Under Mr. Weyrich’s direction or with his collaboration, the New Right actually did accomplish a good deal more, on a practical political level and for a brief time, than the right associated with Robert Taft, Barry Goldwater, and the “conservative intellectual movement” had in previous decades. Yet the 15 minutes of fame the New Right enjoyed came to an end rather more quickly than most of its apostles expected and certainly sooner than they wanted.
The main problem with the New Right, as with most political movements that bark their contempt for serious thought, was its intellectual shallowness. I distinctly recall, in the late 1970’s, talking to a young lady closely associated with the New Right who had recently returned from her first visit to the Philadelphia Society, at that time one of the more intellectually interesting organizations of the Old Right. She told me she had enjoyed the visit and meeting the nice people there, but she didn’t understand the point of “sitting around talking about whether Edmund Burke would have agreed with Thomas Aquinas and that sort of stuff.”

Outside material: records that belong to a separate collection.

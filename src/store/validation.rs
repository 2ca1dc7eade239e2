//! Input validation applied before any store write

use url::Url;

use super::models::NewViolation;
use crate::error::ValidationError;

pub const MAX_NAME_LEN: usize = 100;
pub const MAX_PATH_LEN: usize = 1024;
pub const MAX_DESCRIPTION_LEN: usize = 2000;
pub const MAX_URL_LEN: usize = 2048;
/// Hex digits in a SHA-256 id
pub const ID_LEN: usize = 64;

/// Non-empty, bounded, free of control characters
pub fn validate_text(field: &'static str, value: &str, max: usize) -> Result<(), ValidationError> {
    if value.trim().is_empty() {
        return Err(ValidationError::Empty { field });
    }
    let len = value.chars().count();
    if len > max {
        return Err(ValidationError::TooLong { field, max, len });
    }
    if value.chars().any(char::is_control) {
        return Err(ValidationError::ControlCharacters { field });
    }
    Ok(())
}

/// Repository owner or name: GitHub's charset, at most 100 characters
pub fn validate_name(field: &'static str, value: &str) -> Result<(), ValidationError> {
    validate_text(field, value, MAX_NAME_LEN)?;
    let valid = value
        .chars()
        .all(|c| c.is_ascii_alphanumeric() || matches!(c, '-' | '_' | '.'));
    if !valid || value == "." || value == ".." {
        return Err(ValidationError::InvalidCharacters {
            field,
            value: value.to_string(),
        });
    }
    Ok(())
}

/// Absolute http(s) or file URL
pub fn validate_url(value: &str) -> Result<(), ValidationError> {
    validate_text("url", value, MAX_URL_LEN)?;
    match Url::parse(value) {
        Ok(url) if matches!(url.scheme(), "http" | "https" | "file") => Ok(()),
        _ => Err(ValidationError::InvalidCharacters {
            field: "url",
            value: value.to_string(),
        }),
    }
}

pub fn validate_path(value: &str) -> Result<(), ValidationError> {
    validate_text("file_path", value, MAX_PATH_LEN)
}

pub fn validate_description(field: &'static str, value: &str) -> Result<(), ValidationError> {
    validate_text(field, value, MAX_DESCRIPTION_LEN)
}

/// Lowercase hex token of the expected length
pub fn validate_id(field: &'static str, value: &str) -> Result<(), ValidationError> {
    let well_formed = value.len() == ID_LEN
        && value
            .chars()
            .all(|c| c.is_ascii_digit() || ('a'..='f').contains(&c));
    if !well_formed {
        return Err(ValidationError::InvalidIdentifier {
            field,
            value: value.chars().take(ID_LEN + 8).collect(),
        });
    }
    Ok(())
}

pub fn validate_new_violation(violation: &NewViolation) -> Result<(), ValidationError> {
    validate_id("audit_id", &violation.audit_id)?;
    validate_id("repository_id", &violation.repository_id)?;
    validate_path(&violation.file_path)?;
    validate_text("rule_id", &violation.rule_id, MAX_NAME_LEN)?;
    validate_description("description", &violation.description)?;
    if violation.line_number == Some(0) {
        return Err(ValidationError::InvalidIdentifier {
            field: "line_number",
            value: "0".to_string(),
        });
    }
    Ok(())
}

#[cfg(test)]
mod tests {
    use super::*;
    use crate::rules::{Category, Severity};

    const ID: &str = "0123456789abcdef0123456789abcdef0123456789abcdef0123456789abcdef";

    #[test]
    fn test_validate_name() {
        assert!(validate_name("owner", "octo-cat_1.x").is_ok());
        assert_eq!(
            validate_name("owner", ""),
            Err(ValidationError::Empty { field: "owner" })
        );
        assert!(matches!(
            validate_name("name", &"a".repeat(101)),
            Err(ValidationError::TooLong { max: 100, len: 101, .. })
        ));
        assert!(matches!(
            validate_name("name", "repo name"),
            Err(ValidationError::InvalidCharacters { .. })
        ));
        assert!(matches!(
            validate_name("name", ".."),
            Err(ValidationError::InvalidCharacters { .. })
        ));
    }

    #[test]
    fn test_control_characters_rejected() {
        assert_eq!(
            validate_path("src/app.py\u{0007}"),
            Err(ValidationError::ControlCharacters { field: "file_path" })
        );
        assert_eq!(
            validate_description("description", "line one\nline two"),
            Err(ValidationError::ControlCharacters {
                field: "description"
            })
        );
    }

    #[test]
    fn test_length_bounds() {
        assert!(validate_path(&"p".repeat(1024)).is_ok());
        assert!(validate_path(&"p".repeat(1025)).is_err());
        assert!(validate_description("description", &"d".repeat(2000)).is_ok());
        assert!(validate_description("description", &"d".repeat(2001)).is_err());
    }

    #[test]
    fn test_validate_url() {
        assert!(validate_url("https://github.com/octocat/hello").is_ok());
        assert!(validate_url("file:///tmp/checkout").is_ok());
        assert!(validate_url("not a url").is_err());
        assert!(validate_url("ftp://example.com/x").is_err());
        let long = format!("https://example.com/{}", "a".repeat(2048));
        assert!(matches!(
            validate_url(&long),
            Err(ValidationError::TooLong { .. })
        ));
    }

    #[test]
    fn test_validate_id() {
        assert!(validate_id("audit_id", ID).is_ok());
        assert!(validate_id("audit_id", &ID.to_uppercase()).is_err());
        assert!(validate_id("audit_id", &ID[..63]).is_err());
        assert!(validate_id("audit_id", "../../etc/passwd").is_err());
    }

    #[test]
    fn test_validate_new_violation() {
        let mut violation = NewViolation {
            audit_id: ID.to_string(),
            repository_id: ID.to_string(),
            file_path: "src/app.py".to_string(),
            line_number: Some(3),
            rule_id: "IMP002".to_string(),
            category: Category::ForbiddenImports,
            severity: Severity::High,
            description: "Import of 'tensorflow'".to_string(),
        };
        assert!(validate_new_violation(&violation).is_ok());

        violation.line_number = Some(0);
        assert!(validate_new_violation(&violation).is_err());

        violation.line_number = None;
        violation.audit_id = "nope".to_string();
        assert!(validate_new_violation(&violation).is_err());
    }
}
//! Unsafe dynamic evaluation

use lazy_static::lazy_static;
use regex::Regex;

use crate::rules::engine::{Detector, ScanContext, SourceFile};
use crate::rules::patterns::split_line;
use crate::rules::{Category, ScanHit, Severity};

lazy_static! {
    static ref UNSAFE_CONSTRUCTS: Vec<(Regex, &'static str)> = vec![
        // Method calls such as cursor.execute() or regex.exec() are not evaluation
        (Regex::new(r"(?:^|[^.\w])eval\s*\(").unwrap(), "eval()"),
        (Regex::new(r"(?:^|[^.\w])exec\s*\(").unwrap(), "exec()"),
        (Regex::new(r"\bnew\s+Function\s*\(").unwrap(), "new Function()"),
        (Regex::new(r"\.(?:inner|outer)HTML\s*=(?:[^=]|$)").unwrap(), "innerHTML assignment"),
        (Regex::new(r"\bdangerouslySetInnerHTML\b").unwrap(), "dangerouslySetInnerHTML"),
        (Regex::new(r"\bdocument\.write(?:ln)?\s*\(").unwrap(), "document.write()"),
    ];
}

/// eval/exec and HTML injection sinks
pub struct DynamicEvaluation;

impl Detector for DynamicEvaluation {
    fn key(&self) -> &'static str {
        "security/dynamic-eval"
    }

    fn check_line(
        &self,
        index: usize,
        source: &SourceFile<'_>,
        _ctx: &ScanContext<'_>,
    ) -> Option<ScanHit> {
        let code = split_line(source.lines[index]).code;
        let (_, construct) = UNSAFE_CONSTRUCTS.iter().find(|(re, _)| re.is_match(&code))?;
        Some(ScanHit::new(
            "SEC001",
            index + 1,
            Category::Security,
            Severity::Critical,
            format!("Unsafe dynamic evaluation: {construct}"),
        ))
    }
}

No, indeed, the New Right had no time for such idle froth as Burke and Aquinas. Its leaders were made of sterner stuff than the limp-wristed eggheads who were always gushing quotations from dead Greek philosophers. There were congressional and presidential elections to win, policies to implement, and legislation to pass, and, as one prominent New Right leader announced publicly soon afterward, “There’ll be time enough for reading books when we’re all in jail.”
One result of the New Right’s contempt for intellectualism, of course, was that neither its leaders nor its followers ever thought through the slogans and truisms they spouted well enough to understand that they often were implicitly jettisoning or undercutting other ideas of the right or that their own pronouncements might soon become obstacles to fulfilling other, longer-term goals and political and cultural objectives. Another result, arising from the first, was that the whole New Right movement was rather quickly captured by the neoconservatives, at least insofar as the latter wished to absorb it. Lacking the intellectual foundations for perceiving, let alone resisting, the far less radical ideas of neoconservatism and scornful of anyone who suggested laying such foundations, the New Right, by the mid-1980’s, had ceased to exist as a distinct political movement. In 1984, when Irving Kristol’s manifesto of neoconservatism, Reflections of a Neoconservative, was published, it was Mr. Weyrich himself who, reviewing it in the Heritage Foundation’s Policy Review, hailed the book as “a vital moral force in America” and crowed that several passages “come closer to a general statement of what some in the New Right strain of conservatism believe than anything else in popular print.” If there was any one broker of the marriage of the New Right with neoconservatism, it was Mr. Weyrich himself.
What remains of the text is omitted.